GAP (Genotype-phenotype Association Predictor)

GAP is a software implementation of Islam, Campelo dos Santos, Kanjilal, and Assis' (2025) learning genotype-phenotype associations from gaps in multi-species sequence alignments.

In particular, GAP employs a neural network to predict the presence or absence of a phenotype solely from gaps in a multiple alignment, with optional consideration of phylogenetic relationships from a user-defined species tree. GAP can be employed for three distinct problems: predicting a phenotype in one or more species from a known associated region, pinpointing which specific genomic positions within such a region are associated with a phenotype, and extracting a set of candidate genomic regions associated with a phenotype.

For queries, email: uislam2022@fau.edu.

Citing GAP

If you use GAP, please cite Islam UI, Campelo dos Santos AL, Kanjilal R, and Assis R. Learning genotype-phenotype associations from gaps in multi-species sequence alignments, Briefings in Bioinformatics, 2025.

Getting Started

Running GAP requires the installation of R (version > 4.0) and Python (version > 3.9). GAP installs the required R and Python packages from within the script. If GAP encounters an error while installing a package, it can be installed manually. Commands to install R and Python packages manually from respective terminals:

# R package installation command
install.packages("package_name")

# Python package installation command
pip3 install package_name

GAP Input

GAP takes in two required input files and an optional third input file.

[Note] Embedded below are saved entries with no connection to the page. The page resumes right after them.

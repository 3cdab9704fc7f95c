use chrono::Utc;
use tracing::{info, instrument};

use super::{Database, Undo};
use crate::error::AppError;
use crate::models::{EntityId, Team, TeamType, TeamView, ValidTeam};

/// Optional filters for listing teams; every set field must match
#[derive(Debug, Clone, Default)]
pub struct TeamFilter {
    pub sport: Option<EntityId>,
    pub tournament: Option<EntityId>,
    pub kind: Option<TeamType>,
    pub city: Option<String>,
    pub country: Option<String>,
    pub inactive: Option<bool>,
}

impl TeamFilter {
    pub fn matches(&self, team: &Team) -> bool {
        self.sport.as_ref().is_none_or(|s| &team.sport == s)
            && self
                .tournament
                .as_ref()
                .is_none_or(|t| team.kind.tournament() == Some(t))
            && self.kind.is_none_or(|k| team.team_type() == k)
            && self
                .city
                .as_deref()
                .is_none_or(|c| team.kind.city() == Some(c.trim()))
            && self
                .country
                .as_deref()
                .is_none_or(|c| team.kind.country() == Some(c.trim()))
            && self.inactive.is_none_or(|i| team.inactive == i)
    }
}

impl Database {
    #[instrument(skip(self, image_url))]
    pub async fn create_team(
        &self,
        fields: ValidTeam,
        image_url: String,
    ) -> Result<Team, AppError> {
        let now = Utc::now();
        let team = Team {
            id: EntityId::generate(),
            name: fields.name,
            image_url,
            sport: fields.sport,
            kind: fields.kind,
            inactive: fields.inactive,
            created_at: now,
            updated_at: now,
        };
        self.teams.write().await.push(team.clone());

        self.commit(&self.teams, Undo::Insert(team.id.clone()))
            .await?;
        info!("Created team {} ({})", team.name, team.id);
        Ok(team)
    }

    /// Raw team records matching `filter`, in creation order
    pub async fn find_teams(&self, filter: &TeamFilter) -> Vec<Team> {
        self.teams
            .read()
            .await
            .iter()
            .filter(|t| filter.matches(t))
            .cloned()
            .collect()
    }

    /// Matching teams with sport and tournament populated, ordered by name
    pub async fn list_teams(&self, filter: &TeamFilter) -> Vec<TeamView> {
        let mut teams = self.find_teams(filter).await;
        teams.sort_by_key(|t| t.name.to_lowercase());

        let mut views = Vec::with_capacity(teams.len());
        for team in teams {
            views.push(self.populate_team(team).await);
        }
        views
    }

    pub async fn find_team(&self, id: &EntityId) -> Option<Team> {
        self.teams
            .read()
            .await
            .iter()
            .find(|t| &t.id == id)
            .cloned()
    }

    pub async fn get_team(&self, id: &EntityId) -> Result<Team, AppError> {
        self.find_team(id)
            .await
            .ok_or_else(|| AppError::not_found("Team", id.as_str()))
    }

    /// Replaces every mutable field. The kind is replaced as a whole, so a
    /// type change drops the fields of the old kind.
    #[instrument(skip(self, image_url))]
    pub async fn update_team(
        &self,
        id: &EntityId,
        fields: ValidTeam,
        image_url: Option<String>,
    ) -> Result<Team, AppError> {
        let (team, previous) = {
            let mut teams = self.teams.write().await;
            let team = teams
                .iter_mut()
                .find(|t| &t.id == id)
                .ok_or_else(|| AppError::not_found("Team", id.as_str()))?;
            let previous = team.clone();
            if team.team_type() != fields.kind.team_type() {
                info!(
                    "Team {} changes type {} -> {}",
                    team.id,
                    team.team_type(),
                    fields.kind.team_type()
                );
            }
            team.name = fields.name;
            team.sport = fields.sport;
            team.kind = fields.kind;
            team.inactive = fields.inactive;
            if let Some(url) = image_url {
                team.image_url = url;
            }
            team.updated_at = Utc::now();
            (team.clone(), previous)
        };

        self.commit(&self.teams, Undo::Update(previous)).await?;
        Ok(team)
    }

    /// Removes a team. Editions that list it keep the dangling reference.
    #[instrument(skip(self))]
    pub async fn delete_team(&self, id: &EntityId) -> Result<Team, AppError> {
        let (idx, removed) = {
            let mut teams = self.teams.write().await;
            let idx = teams
                .iter()
                .position(|t| &t.id == id)
                .ok_or_else(|| AppError::not_found("Team", id.as_str()))?;
            (idx, teams.remove(idx))
        };

        self.commit(&self.teams, Undo::Remove(idx, removed.clone()))
            .await?;
        info!("Deleted team {} ({})", removed.name, removed.id);
        Ok(removed)
    }

    pub async fn populate_team(&self, team: Team) -> TeamView {
        let sport = self.find_sport(&team.sport).await;
        let tournament = match team.kind.tournament() {
            Some(id) => self.find_tournament(id).await,
            None => None,
        };
        TeamView::new(team, sport, tournament)
    }
}
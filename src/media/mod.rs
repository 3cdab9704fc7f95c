//! Media host adapter: turns an uploaded image into a persistent URL.

mod http;

pub use http::{HttpMediaUploader, create_http_client_with_timeout};

use async_trait::async_trait;
use std::fmt;
use std::io::Write;
use std::path::Path;
use tempfile::NamedTempFile;

use crate::error::AppError;

/// Destination folder on the media host
#[derive(Debug, Clone, Copy, PartialEq, Eq, Hash)]
pub enum MediaFolder {
    Sports,
    Teams,
    Tournaments,
    Leagues,
}

impl MediaFolder {
    pub fn as_str(&self) -> &'static str {
        match self {
            MediaFolder::Sports => "sports",
            MediaFolder::Teams => "teams",
            MediaFolder::Tournaments => "tournaments",
            MediaFolder::Leagues => "leagues",
        }
    }
}

impl fmt::Display for MediaFolder {
    fn fmt(&self, f: &mut fmt::Formatter<'_>) -> fmt::Result {
        f.write_str(self.as_str())
    }
}

#[async_trait]
pub trait MediaUploader: Send + Sync {
    /// Uploads the file at `file_path` into `folder` and returns its public URL.
    async fn upload(&self, file_path: &Path, folder: MediaFolder) -> Result<String, AppError>;
}

/// An image received in a form, spooled to a temporary file.
/// The file is removed when the value is dropped.
#[derive(Debug)]
pub struct ImageUpload {
    file: NamedTempFile,
    file_name: String,
}

impl ImageUpload {
    pub fn from_bytes(file_name: impl Into<String>, bytes: &[u8]) -> Result<Self, AppError> {
        let mut file = NamedTempFile::new()?;
        file.write_all(bytes)?;
        file.flush()?;
        Ok(ImageUpload {
            file,
            file_name: file_name.into(),
        })
    }

    pub fn path(&self) -> &Path {
        self.file.path()
    }

    pub fn file_name(&self) -> &str {
        &self.file_name
    }
}
//! Application-wide constants and configuration values
//!
//! This module centralizes defaults and names shared by the configuration,
//! the HTTP surface and the media adapter.

/// Default address the HTTP server binds to
pub const DEFAULT_BIND_ADDRESS: &str = "127.0.0.1:4000";

/// Default timeout for media upload requests in seconds
pub const DEFAULT_HTTP_TIMEOUT_SECONDS: u64 = 30;

/// Maximum number of idle connections per host in the HTTP client pool
pub const HTTP_POOL_MAX_IDLE_PER_HOST: usize = 16;

/// Largest multipart body accepted by the router (images included)
pub const MAX_UPLOAD_BYTES: usize = 10 * 1024 * 1024;

/// Prefix every CRUD route is mounted under
pub const API_PREFIX: &str = "/api/v1/post";

/// Application directory name used under the platform config/data dirs
pub const APP_DIR_NAME: &str = "sports_admin";

/// Default log file name
pub const LOG_FILE_NAME: &str = "sports_admin.log";

/// Default snapshot file name
pub const DATA_FILE_NAME: &str = "taxonomy.json";

/// Environment variable names
pub mod env_vars {
    /// Override for the server bind address
    pub const BIND_ADDRESS: &str = "SPORTS_ADMIN_BIND";

    /// Override for the snapshot file path
    pub const DATA_FILE: &str = "SPORTS_ADMIN_DATA_FILE";

    /// Override for the media host upload endpoint
    pub const MEDIA_URL: &str = "SPORTS_ADMIN_MEDIA_URL";

    /// Override for the media host unsigned upload preset
    pub const UPLOAD_PRESET: &str = "SPORTS_ADMIN_UPLOAD_PRESET";

    /// Override for the log file path
    pub const LOG_FILE: &str = "SPORTS_ADMIN_LOG_FILE";

    /// Override for the media upload timeout in seconds
    pub const HTTP_TIMEOUT: &str = "SPORTS_ADMIN_HTTP_TIMEOUT";
}

/// Positions used by the standings convention
pub mod standings {
    /// Winner position; shared by joint winners
    pub const WINNER: u32 = 1;

    /// Runner-up position; left empty when two teams share the win
    pub const RUNNER_UP: u32 = 2;
}
use tracing::instrument;

use super::{AdminService, require_image};
use crate::error::AppError;
use crate::media::{ImageUpload, MediaFolder};
use crate::models::{EntityId, Tournament, TournamentDraft, TournamentView};
use crate::store::TournamentFilter;

impl AdminService {
    #[instrument(skip(self, image))]
    pub async fn create_tournament(
        &self,
        draft: TournamentDraft,
        image: Option<ImageUpload>,
    ) -> Result<TournamentView, AppError> {
        let fields = draft.validate()?;
        let image = require_image(image.as_ref())?;
        self.require_sport(&fields.sport).await?;

        let image_url = self.upload(image, MediaFolder::Tournaments).await?;
        let tournament = self.db.create_tournament(fields, image_url).await?;
        Ok(self.db.populate_tournament(tournament).await)
    }

    pub async fn list_tournaments(&self, filter: &TournamentFilter) -> Vec<TournamentView> {
        self.db.list_tournaments(filter).await
    }

    pub async fn get_tournament(&self, id: &EntityId) -> Result<TournamentView, AppError> {
        self.db.get_tournament(id).await
    }

    #[instrument(skip(self, image))]
    pub async fn update_tournament(
        &self,
        id: &EntityId,
        draft: TournamentDraft,
        image: Option<ImageUpload>,
    ) -> Result<TournamentView, AppError> {
        let fields = draft.validate()?;
        self.require_tournament(id).await?;
        self.require_sport(&fields.sport).await?;

        let image_url = self
            .upload_optional(image.as_ref(), MediaFolder::Tournaments)
            .await?;
        self.db.update_tournament(id, fields, image_url).await
    }

    #[instrument(skip(self))]
    pub async fn delete_tournament(&self, id: &EntityId) -> Result<Tournament, AppError> {
        self.db.delete_tournament(id).await
    }
}
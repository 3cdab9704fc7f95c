//! Multipart form reading.
//!
//! Text parts are collected by name; a part named `image` with a non-empty
//! body is spooled to a temporary file. League standings arrive as indexed
//! fields (`teams[0][team]`, `teams[0][position]`, ...).

use axum::extract::{FromRequest, Multipart, Request};
use std::collections::{BTreeMap, HashMap};
use tracing::debug;

use super::response::ApiError;
use crate::error::AppError;
use crate::media::ImageUpload;
use crate::models::{
    LeagueDraft, SportDraft, StandingDraft, TeamDraft, TournamentDraft, parse_flag,
};

const IMAGE_FIELD: &str = "image";

#[derive(Debug, Default)]
pub struct FormData {
    fields: HashMap<String, String>,
    image: Option<ImageUpload>,
}

impl FormData {
    pub async fn read(mut multipart: Multipart) -> Result<Self, AppError> {
        let mut form = FormData::default();

        while let Some(field) = multipart
            .next_field()
            .await
            .map_err(|e| AppError::multipart(e.body_text()))?
        {
            let Some(name) = field.name().map(str::to_string) else {
                continue;
            };

            if name == IMAGE_FIELD {
                let file_name = field.file_name().unwrap_or("image").to_string();
                let bytes = field
                    .bytes()
                    .await
                    .map_err(|e| AppError::multipart(e.body_text()))?;
                // Browsers send an empty part when no file was picked
                if !bytes.is_empty() {
                    debug!("Received image {} ({} bytes)", file_name, bytes.len());
                    form.image = Some(ImageUpload::from_bytes(file_name, &bytes)?);
                }
                continue;
            }

            let value = field
                .text()
                .await
                .map_err(|e| AppError::multipart(e.body_text()))?;
            form.fields.insert(name, value);
        }

        Ok(form)
    }

    #[cfg(test)]
    pub fn from_fields<I, K, V>(fields: I) -> Self
    where
        I: IntoIterator<Item = (K, V)>,
        K: Into<String>,
        V: Into<String>,
    {
        FormData {
            fields: fields
                .into_iter()
                .map(|(k, v)| (k.into(), v.into()))
                .collect(),
            image: None,
        }
    }

    pub fn text(&self, name: &str) -> Option<String> {
        self.fields.get(name).cloned()
    }

    pub fn take_image(&mut self) -> Option<ImageUpload> {
        self.image.take()
    }

    pub fn sport_draft(&self) -> SportDraft {
        SportDraft {
            name: self.text("name"),
        }
    }

    pub fn tournament_draft(&self) -> TournamentDraft {
        TournamentDraft {
            name: self.text("name"),
            sport: self.text("sport"),
            kind: self.text("type"),
            priority: self.text("priority"),
        }
    }

    pub fn team_draft(&self) -> TeamDraft {
        TeamDraft {
            name: self.text("name"),
            sport: self.text("sport"),
            kind: self.text("type"),
            country: self.text("country"),
            city: self.text("city"),
            tournament: self.text("tournament"),
            inactive: self.text("inactive"),
        }
    }

    pub fn league_draft(&self) -> Result<LeagueDraft, AppError> {
        Ok(LeagueDraft {
            name: self.text("name"),
            year: self.text("year"),
            sport: self.text("sport"),
            tournament: self.text("tournament"),
            joint_winner: parse_flag(&self.text("jointWinner"), "jointWinner")?,
            teams: self.standings()?,
        })
    }

    /// Standing entries ordered by their numeric index. Gaps in the indexes
    /// are allowed; the entries keep their relative order.
    pub fn standings(&self) -> Result<Vec<StandingDraft>, AppError> {
        let mut entries: BTreeMap<usize, StandingDraft> = BTreeMap::new();

        for (key, value) in &self.fields {
            let Some((idx, attr)) = parse_team_key(key)? else {
                continue;
            };
            let entry = entries.entry(idx).or_default();
            match attr {
                "team" => entry.team = Some(value.clone()),
                "position" => entry.position = Some(value.clone()),
                // Older forms also sent display-only attributes
                _ => {}
            }
        }

        Ok(entries.into_values().collect())
    }
}

/// Splits `teams[3][position]` into `(3, "position")`. Keys outside the
/// `teams[` namespace yield `None`.
fn parse_team_key(key: &str) -> Result<Option<(usize, &str)>, AppError> {
    let Some(rest) = key.strip_prefix("teams[") else {
        return Ok(None);
    };

    let malformed = || AppError::validation(format!("malformed team field '{key}'"));
    let (idx, rest) = rest.split_once(']').ok_or_else(malformed)?;
    let idx = idx.parse::<usize>().map_err(|_| malformed())?;
    let attr = rest
        .strip_prefix('[')
        .and_then(|r| r.strip_suffix(']'))
        .ok_or_else(malformed)?;

    Ok(Some((idx, attr)))
}

impl<S> FromRequest<S> for FormData
where
    S: Send + Sync,
{
    type Rejection = ApiError;

    async fn from_request(req: Request, state: &S) -> Result<Self, Self::Rejection> {
        let multipart = Multipart::from_request(req, state)
            .await
            .map_err(|e| AppError::multipart(e.body_text()))?;
        Ok(FormData::read(multipart).await?)
    }
}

Input 1: Tab-delimited text file with n rows and two columns, where n is the number of species. The first column should contain the species name, and the second column should refer to the phenotype status in that species, with 0 indicating absence, 1 indicating presence, and NA indicating unknown.

Input 2: FASTA file containing multiple sequence alignments for the n species at g genomic regions. Each header should include the species name followed by a space and an identifier for the genomic region (e.g., gene ID, gene name, genomic coordinates). Each region must contain sequences for all n species. If the region is entirely absent in a species, then a sequence of gaps "-" can be used for that species.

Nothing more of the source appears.